As análises de Said denunciam um grau de alienação extremamente apurado sobre uma realidade oriental
incompreensível e imprevisível para os ocidentais. Todas as incapacidades de entendimento fora das suas
relações de poder, fez com que o Ocidente tivesse de deturpar, permanentemente, o seu leque de explicações. A
diferença oriental, nas suas estruturações religiosas e culturais, foi habilmente manipulada pela construção de
formas de ver o mundo arbitrariamente interesseiras, seguindo um modelo bipolar de divisão, o qual explica, de
certo modo, o fiasco geral da história do mundo ocidental na sua velha relação com o Oriente. “Orientalismo”
fala-nos dessa grandiosa empresa de construção imaginosa que o mundo edificou sobre o mundo oriental, a qual
permanece, ainda hoje, muito operante, com os seus inúmeros desperdícios de compreensão e com a leveza das
uniformizações conceptuais das avaliações efectuadas.

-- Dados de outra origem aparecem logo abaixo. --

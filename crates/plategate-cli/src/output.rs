//! Output formatting module

use serde::Serialize;

use plategate_app::app::{GateOutcome, GateReport, PlateOrigin};
use plategate_store::RegistryStats;
use plategate_types::{AccessAttempt, CandidateReading, OutputFormat, RegisteredVehicle, Result};

fn yes_no(value: bool) -> &'static str {
    if value {
        "Yes"
    } else {
        "No"
    }
}

/// Print any serializable value as pretty JSON
pub fn print_json<T: Serialize + ?Sized>(value: &T) -> Result<()> {
    println!("{}", serde_json::to_string_pretty(value)?);
    Ok(())
}

fn print_candidate(candidate: &CandidateReading) {
    if candidate.is_empty() {
        println!("OCR reading:     (none)");
    } else {
        println!(
            "OCR reading:     {} ({:.0}%, {})",
            candidate.text,
            candidate.confidence * 100.0,
            candidate.source
        );
    }
}

fn print_report(report: &GateReport) {
    if let Some(ref candidate) = report.candidate {
        print_candidate(candidate);
    }
    let origin = match report.origin {
        PlateOrigin::Ocr => "ocr",
        PlateOrigin::Manual => "manual",
    };
    println!("Plate:           {} ({})", report.plate, origin);
    println!("Plausible:       {}", yes_no(report.plausible));
    println!(
        "Color:           {} ({:.0}%)",
        report.color.label,
        report.color.confidence * 100.0
    );
    println!(
        "Make/model:      {} ({:.0}%)",
        report.make.label,
        report.make.confidence * 100.0
    );

    let decision = &report.decision;
    if let Some(ref plate) = decision.matched_plate {
        println!("Registered:      {} (score {:.2})", plate, decision.match_score);
    }
    if let Some(compatible) = decision.color_compatible {
        println!("Color match:     {}", yes_no(compatible));
    }
    if report.registry_degraded {
        println!("Registry:        unavailable (treated as empty)");
    }
    println!("Logged:          {}", yes_no(report.logged));
    println!();
    println!(
        "{}: {}",
        if decision.granted { "ACCESS GRANTED" } else { "ACCESS DENIED" },
        decision.reason
    );
}

pub fn output_outcome(output_format: OutputFormat, outcome: &GateOutcome) -> Result<()> {
    if output_format == OutputFormat::Json {
        return print_json(outcome);
    }

    println!("\nGate Result");
    println!("===========");
    match outcome {
        GateOutcome::NoPlateDetected => println!("No license plate detected in this image."),
        GateOutcome::ManualEntryRequired { candidate } => {
            print_candidate(candidate);
            println!("OCR could not read the plate. Re-run with --plate <PLATE>.");
        }
        GateOutcome::Decided(report) => print_report(report),
    }
    Ok(())
}

pub fn output_report(output_format: OutputFormat, report: &GateReport) -> Result<()> {
    if output_format == OutputFormat::Json {
        return print_json(report);
    }

    println!("\nGate Result");
    println!("===========");
    print_report(report);
    Ok(())
}

#[derive(Debug, Serialize)]
pub struct RecognitionOutput {
    pub image: String,
    pub plate_found: bool,
    pub candidate: CandidateReading,
    pub plausible: bool,
}

pub fn output_recognition(output_format: OutputFormat, output: &RecognitionOutput) -> Result<()> {
    if output_format == OutputFormat::Json {
        return print_json(output);
    }

    println!("Image:           {}", output.image);
    if !output.plate_found {
        println!("No license plate detected in this image.");
        return Ok(());
    }
    print_candidate(&output.candidate);
    println!("Plausible:       {}", yes_no(output.plausible));
    Ok(())
}

pub fn output_vehicles(output_format: OutputFormat, vehicles: &[RegisteredVehicle]) -> Result<()> {
    if output_format == OutputFormat::Json {
        return print_json(vehicles);
    }

    if vehicles.is_empty() {
        println!("No vehicles registered.");
        return Ok(());
    }

    println!(
        "{:<12} {:<10} {:<20} {:<16} {}",
        "Plate", "Color", "Make/model", "Owner", "ID"
    );
    println!("{}", "-".repeat(96));
    for v in vehicles {
        println!(
            "{:<12} {:<10} {:<20} {:<16} {}",
            v.record.plate_number, v.record.color, v.record.make_model, v.record.owner_name, v.id
        );
    }
    println!("\n{} vehicle(s)", vehicles.len());
    Ok(())
}

pub fn output_stats(output_format: OutputFormat, stats: &RegistryStats) -> Result<()> {
    if output_format == OutputFormat::Json {
        return print_json(stats);
    }

    println!("=== Registry ===");
    println!("Vehicles:        {}", stats.total);
    println!("Unique colors:   {}", stats.unique_colors);
    println!("Unique makes:    {}", stats.unique_makes);
    println!("With owners:     {}", stats.with_owners);

    println!("\nTop colors:");
    for (color, count) in &stats.top_colors {
        println!("  {:<16} {}", color, count);
    }
    println!("\nTop makes:");
    for (make, count) in &stats.top_makes {
        println!("  {:<16} {}", make, count);
    }

    println!("\nRegistered today:      {}", stats.registered_today);
    println!("Registered this week:  {}", stats.registered_this_week);
    println!("Registered this month: {}", stats.registered_this_month);

    if !stats.recent.is_empty() {
        println!("\nRecent registrations:");
        for v in &stats.recent {
            println!(
                "  {:<12} {:<20} {:<10} {:<16} {}",
                v.record.plate_number,
                v.record.make_model,
                v.record.color,
                v.record.owner_name,
                v.registered_at.format("%Y-%m-%d")
            );
        }
    }
    Ok(())
}

pub fn output_access_log(output_format: OutputFormat, entries: &[AccessAttempt]) -> Result<()> {
    if output_format == OutputFormat::Json {
        return print_json(entries);
    }

    if entries.is_empty() {
        println!("No access attempts recorded.");
        return Ok(());
    }

    println!(
        "{:<20} {:<12} {:<10} {:<20} {:<8} {}",
        "Time", "Plate", "Color", "Make/model", "Access", "Color ok"
    );
    println!("{}", "-".repeat(84));
    for e in entries {
        println!(
            "{:<20} {:<12} {:<10} {:<20} {:<8} {}",
            e.timestamp.format("%Y-%m-%d %H:%M:%S"),
            e.plate_number,
            e.detected_color,
            e.detected_model,
            if e.plate_matched { "granted" } else { "denied" },
            yes_no(e.color_matched)
        );
    }
    Ok(())
}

Manuela Ribeiro Sanches (org.)
Deslocalizar a Europa, Cotovia, 2005

As questões relativas à nossa identidade permanecem ainda muito activas e evidentes numa Europa que
aparentemente perdeu, de forma indiscutível, a sua centralidade cultural. O que teremos de fazer para
continuarmos a ser “Europa”? Devemos ir ao encontro dos outros povos, abdicando do nosso passado? Ou
devemos criar novos processos de atracção sobre os outros, que nos evitem perder mais referências sobre nós
próprios?
Podem colocar-se aqui mais outras tantas perguntas sobre o modo de proceder europeu. Será então possível
alimentarmo-nos de uma parte substancial da nossa história e cultura, e continuarmos a ser um novo ponto de
referência cultural para o futuro? Ou será possível, no futuro, existir uma centralidade como aquela que existia
no passado? Se não há mais centralidade, o que é que se segue? A leitura deste livro percorre um conjunto de
textos de diferentes autores sobre vários pontos sensíveis da nossa cultura: colonialismo, etnografia, tempo e
escrita; ficções e representações; história, arte, alteridade, transculturação. Nele são analisadas as nossas
transfigurações de identidade, com os seus processos de deformação das linguagens, determinados pela
imposição de poderes políticos e económicos. “Deslocalizar a Europa” refere-se aos problemas da centralidade e
da periferia, negando a fixidez das fronteiras, compreendendo os papéis de se ser alvo ou adversário num
contexto em mutação.
A cultura é um texto aberto, um espaço sujeito a múltiplas reinterpretações, sem nunca possuir um ponto de vista
neutro, formado por narrativas que não pertençam a alguém. Os discursos pós-coloniais fazem-se sentir como
mais uma construção, uma visão cartográfica que utiliza a história dos acontecimentos como referência
posicional e geográfica, capaz de nos fornecer coordenadas identificativas e posicionamentos relativos,
fundamentais para a compreensão da contemporaneidade. “A identidade não é o mesmo que a identificação e a
simplicidade aparente da primeira não deveria ser substituída pela complexidade efectiva da segunda”. Todas
as hegemonias estão em movimento, e tornaram-se o meio através do qual a cultura , a língua e a sociedade
estão, permanentemente, a ser (re)construídas. Como será este futuro?